Dennoch ist das Werben um die türkischen Stimmen eine Gratwanderung für die Partei. Es irritiert zum einen die Stammwählerschaft, zum anderen zeigt es Widersprüche auf: Die FPÖ beklagt mangelnde Deutschkenntnisse von Migranten, wirbt aber auf Türkisch, und ein Funktionär besucht den Verein, in dem sie seit Jahren eine Gefahr sieht.

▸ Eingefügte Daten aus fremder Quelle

//! Configuration schema for stagecache
//!
//! Configuration is stored at `~/.config/stagecache/config.toml`

use crate::context::StoreNames;
use serde::{Deserialize, Serialize};
use std::path::PathBuf;

/// Root configuration structure
#[derive(Debug, Clone, Default, Serialize, Deserialize)]
#[serde(default)]
pub struct Config {
    /// General settings
    pub general: GeneralConfig,

    /// Application origin settings
    pub origin: OriginConfig,

    /// Store names
    pub stores: StoreNames,

    /// Bundle location
    pub bundle: BundleConfig,
}

/// General application settings
#[derive(Debug, Clone, Serialize, Deserialize)]
#[serde(default)]
pub struct GeneralConfig {
    /// Record lifecycle events to the journal
    pub journal: bool,

    /// Override for the state directory holding stores and the journal
    pub state_dir: Option<PathBuf>,
}

impl Default for GeneralConfig {
    fn default() -> Self {
        Self {
            journal: true,
            state_dir: None,
        }
    }
}

/// Application origin configuration
#[derive(Debug, Clone, Serialize, Deserialize)]
#[serde(default)]
pub struct OriginConfig {
    /// Origin the bundle is served from
    pub url: String,

    /// Largest response body accepted, in MB
    pub max_body_mb: u32,
}

impl Default for OriginConfig {
    fn default() -> Self {
        Self {
            url: "http://localhost:8080".to_string(),
            max_body_mb: 64,
        }
    }
}

impl OriginConfig {
    /// Body limit in bytes
    pub fn max_body_bytes(&self) -> u64 {
        u64::from(self.max_body_mb) * 1024 * 1024
    }
}

/// Bundle configuration
#[derive(Debug, Clone, Serialize, Deserialize)]
#[serde(default)]
pub struct BundleConfig {
    /// Resource table JSON file
    pub resources: PathBuf,

    /// Local build directory; when set, assets are read from it instead of the origin
    pub build_dir: Option<PathBuf>,
}

impl Default for BundleConfig {
    fn default() -> Self {
        Self {
            resources: PathBuf::from("resources.json"),
            build_dir: None,
        }
    }
}
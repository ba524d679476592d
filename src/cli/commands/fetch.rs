//! Fetch command - route one GET request through the cache

use crate::cli::args::FetchArgs;
use crate::cli::commands::AppCache;
use crate::config::Config;
use crate::error::{CacheError, CacheResult};
use crate::router::{Request, Routed};
use console::style;
use std::path::Path;
use tokio::fs;

/// Execute the fetch command
pub async fn execute(args: FetchArgs, config: &Config, from_dir: Option<&Path>) -> CacheResult<()> {
    let app = AppCache::open(config, from_dir).await?;
    let router = app.router(&config.origin.url).await;

    match router.route(&Request::get(&args.url)).await? {
        Routed::Passthrough => {
            println!("{} {}", style("not intercepted").yellow(), args.url);
        }
        Routed::Respond {
            key,
            source,
            response,
        } => {
            println!(
                "{} {} {} ({} bytes)",
                style(&key).bold(),
                source,
                response.status,
                response.body.len()
            );
            if let Some(out) = args.out {
                fs::write(&out, &response.body)
                    .await
                    .map_err(|e| CacheError::io(format!("writing {}", out.display()), e))?;
            }
        }
    }

    Ok(())
}
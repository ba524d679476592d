//! Sync command - download every resource not cached yet

use crate::cli::commands::AppCache;
use crate::config::Config;
use crate::dispatch::{ControlMessage, EventOutcome};
use crate::error::CacheResult;
use console::style;
use std::path::Path;

/// Execute the sync command
pub async fn execute(config: &Config, from_dir: Option<&Path>) -> CacheResult<()> {
    let app = AppCache::open(config, from_dir).await?;
    let dispatcher = app.dispatcher(config).await?;

    if let EventOutcome::Synced(fetched) = dispatcher.control(ControlMessage::SyncAll).await? {
        if fetched.is_empty() {
            println!("{}", style("Everything is already cached").green());
        } else {
            println!(
                "{} {} resources",
                style("Downloaded").green().bold(),
                fetched.len()
            );
        }
    }
    Ok(())
}
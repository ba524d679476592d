//! Bundle description: the resource table and how to build one
//!
//! The resource table maps every logical asset path of a bundle version to
//! a content fingerprint. A change of fingerprint is the only signal the
//! cache uses to decide an asset changed between versions.

pub mod resources;
pub mod scan;

pub use resources::{ResourceTable, ROOT_KEY};
pub use scan::{scan_build_dir, ScanOptions, DEFAULT_SHELL};
//! Lifecycle journal
//!
//! Writes JSON lines to `<state dir>/journal.log`: one entry per install,
//! activation, purge and sync, so a broken upgrade can be reconstructed.

use chrono::Utc;
use std::path::PathBuf;
use tokio::fs::OpenOptions;
use tokio::io::AsyncWriteExt;
use tracing::warn;

/// File-based journal that appends JSON lines
#[derive(Debug, Clone)]
pub struct Journal {
    enabled: bool,
    path: PathBuf,
}

impl Journal {
    /// Journal appending to `path`
    pub fn new(path: impl Into<PathBuf>, enabled: bool) -> Self {
        Self {
            enabled,
            path: path.into(),
        }
    }

    /// Journal that drops every event
    pub fn disabled() -> Self {
        Self {
            enabled: false,
            path: PathBuf::new(),
        }
    }

    /// Append an event
    ///
    /// IO failures are logged and swallowed; journaling never fails a
    /// lifecycle operation.
    pub async fn record(&self, event: &str, data: serde_json::Value) {
        if !self.enabled {
            return;
        }

        let entry = serde_json::json!({
            "timestamp": Utc::now().to_rfc3339(),
            "event": event,
            "data": data,
        });

        let mut line = match serde_json::to_string(&entry) {
            Ok(s) => s,
            Err(e) => {
                warn!("Failed to serialize journal event: {}", e);
                return;
            }
        };
        line.push('\n');

        if let Err(e) = self.append(&line).await {
            warn!("Failed to write journal: {}", e);
        }
    }

    async fn append(&self, line: &str) -> std::io::Result<()> {
        if let Some(parent) = self.path.parent() {
            tokio::fs::create_dir_all(parent).await?;
        }

        let mut file = OpenOptions::new()
            .create(true)
            .append(true)
            .open(&self.path)
            .await?;

        file.write_all(line.as_bytes()).await?;
        file.flush().await?;
        Ok(())
    }
}
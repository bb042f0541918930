//! 搜索引擎
//!
//! 负责从当前局面中找出最佳走法。核心是带置换表的迭代加深
//! Alpha-Beta (PVS) 搜索，配合空着裁剪、LMR、静态搜索等剪枝手段，
//! 评估由 NNUE 与经典评估混合完成。
//!
//! 引擎是显式的上下文对象：置换表、排序器、评估器、统计都属于
//! 单个 `Engine` 实例，可并存多个互不干扰的实例。

pub mod nnue;
pub mod ordering;
pub mod search;
pub mod tt;
pub mod zobrist;

pub use nnue::Evaluator;
pub use ordering::MoveOrderer;
pub use tt::{Bound, TranspositionTable};

use std::sync::atomic::AtomicBool;
use std::sync::Arc;
use std::time::{Duration, Instant};

use crate::board::Board;
use crate::types::Move;

pub const INFINITY: i32 = 999_999;
pub const MATE_SCORE: i32 = 100_000;
pub const MATE_THRESHOLD: i32 = MATE_SCORE - 1000;

/// 搜索统计（诊断用，不影响结果）
#[derive(Debug, Clone, Copy, Default)]
pub struct SearchStats {
    pub nodes: u64,
    pub qnodes: u64,
    pub tt_hits: u64,
    pub tt_cutoffs: u64,
    pub null_cutoffs: u64,
    pub lmr_reductions: u64,
    pub elapsed: Duration,
}

/// 搜索限制
///
/// `stop` 是协作式取消标志：外部置位后搜索在下一个检查点退出。
#[derive(Clone, Default)]
pub struct SearchLimits {
    pub max_depth: u32,
    pub time_limit: Option<Duration>,
    pub stop: Option<Arc<AtomicBool>>,
}

impl SearchLimits {
    pub fn depth(max_depth: u32) -> Self {
        SearchLimits {
            max_depth,
            time_limit: None,
            stop: None,
        }
    }

    pub fn with_time(mut self, time_limit: Duration) -> Self {
        self.time_limit = Some(time_limit);
        self
    }

    pub fn with_stop(mut self, stop: Arc<AtomicBool>) -> Self {
        self.stop = Some(stop);
        self
    }
}

/// 搜索结果
///
/// `best_move` 为 None 表示当前方无合法走法（被将死或困毙）。
/// `depth` 是最后一个完整完成的迭代深度，超时中断的迭代不计入。
#[derive(Debug, Clone)]
pub struct SearchOutcome {
    pub best_move: Option<Move>,
    pub score: i32,
    pub depth: u32,
    pub stats: SearchStats,
}

/// 难度预设：搜索深度 + 时间限制
#[derive(Debug, Clone, Copy, PartialEq, Eq)]
pub struct Difficulty {
    pub depth: u32,
    pub time_limit: Duration,
}

impl Difficulty {
    /// 按名称解析难度，未知名称返回 Err
    pub fn from_name(name: &str) -> Result<Difficulty, String> {
        let (depth, millis) = match name {
            "novice" => (2, 500),
            "beginner" => (3, 1000),
            "intermediate" => (4, 2000),
            "advanced" => (5, 4000),
            "master" => (6, 8000),
            _ => return Err(format!("未知难度: {}", name)),
        };
        Ok(Difficulty {
            depth,
            time_limit: Duration::from_millis(millis),
        })
    }
}

/// 搜索引擎实例
pub struct Engine {
    pub(crate) tt: TranspositionTable,
    pub(crate) orderer: MoveOrderer,
    pub(crate) evaluator: Evaluator,
    pub(crate) stats: SearchStats,
    // 单次搜索的控制状态
    pub(crate) stopped: bool,
    pub(crate) deadline: Option<Instant>,
    pub(crate) stop_flag: Option<Arc<AtomicBool>>,
}

impl Engine {
    /// 创建引擎，置换表按 MB 预算分配
    pub fn new(tt_size_mb: usize) -> Engine {
        log::info!("初始化搜索引擎: 置换表 {} MB", tt_size_mb);
        Engine {
            tt: TranspositionTable::new(tt_size_mb),
            orderer: MoveOrderer::new(),
            evaluator: Evaluator::new(),
            stats: SearchStats::default(),
            stopped: false,
            deadline: None,
            stop_flag: None,
        }
    }

    /// 使用外部评估器（例如从权重文件加载的 NNUE）
    pub fn with_evaluator(tt_size_mb: usize, evaluator: Evaluator) -> Engine {
        let mut engine = Engine::new(tt_size_mb);
        engine.evaluator = evaluator;
        engine
    }

    /// 上一次搜索的统计
    pub fn stats(&self) -> &SearchStats {
        &self.stats
    }

    /// 清空置换表与排序启发（对局之间调用）
    pub fn clear(&mut self) {
        self.tt.clear();
        self.orderer.clear();
    }

    /// 按难度预设搜索最佳走法
    pub fn find_best_move(
        &mut self,
        board: &mut Board,
        difficulty: &str,
    ) -> Result<Option<Move>, String> {
        let config = Difficulty::from_name(difficulty)?;
        let limits = SearchLimits::depth(config.depth).with_time(config.time_limit);
        Ok(self.search(board, &limits).best_move)
    }
}

impl Default for Engine {
    fn default() -> Self {
        Engine::new(64)
    }
}

#[cfg(test)]
mod tests {
    use super::*;

    #[test]
    fn test_difficulty_names() {
        assert_eq!(
            Difficulty::from_name("novice").unwrap(),
            Difficulty {
                depth: 2,
                time_limit: Duration::from_millis(500)
            }
        );
        assert_eq!(Difficulty::from_name("master").unwrap().depth, 6);
        assert!(Difficulty::from_name("grandmaster").is_err());
    }

    #[test]
    fn test_find_best_move_rejects_unknown_difficulty() {
        let mut engine = Engine::new(1);
        let mut board = Board::new();
        assert!(engine.find_best_move(&mut board, "impossible").is_err());
    }
}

Die Konkurrenz reagiert denn auch mit Häme. Die ÖVP wirft der Partei prinzipienlosen Wählerfang und sogar Verrat der eigenen Basis für «Stimmen des organisierten politischen Islam» vor. Das sei schamlos. Die Konservativen werben selbst ungewohnt aggressiv mit dem Thema Zuwanderung und plakatieren den Slogan «Deutsch ist Pflicht, Habibi». Noch drastischer äusserte sich der frühere FPÖ-Chef Strache, der mit seiner eigenen Kleinstpartei neuerlich den Einzug in den Wiener Gemeinderat versucht. Die Wiener FPÖ biedere sich unter Nepp offen an den radikalen Islam an, schrieb er und belebte seinen alten Slogan wieder: «Daham statt radikaler Islam».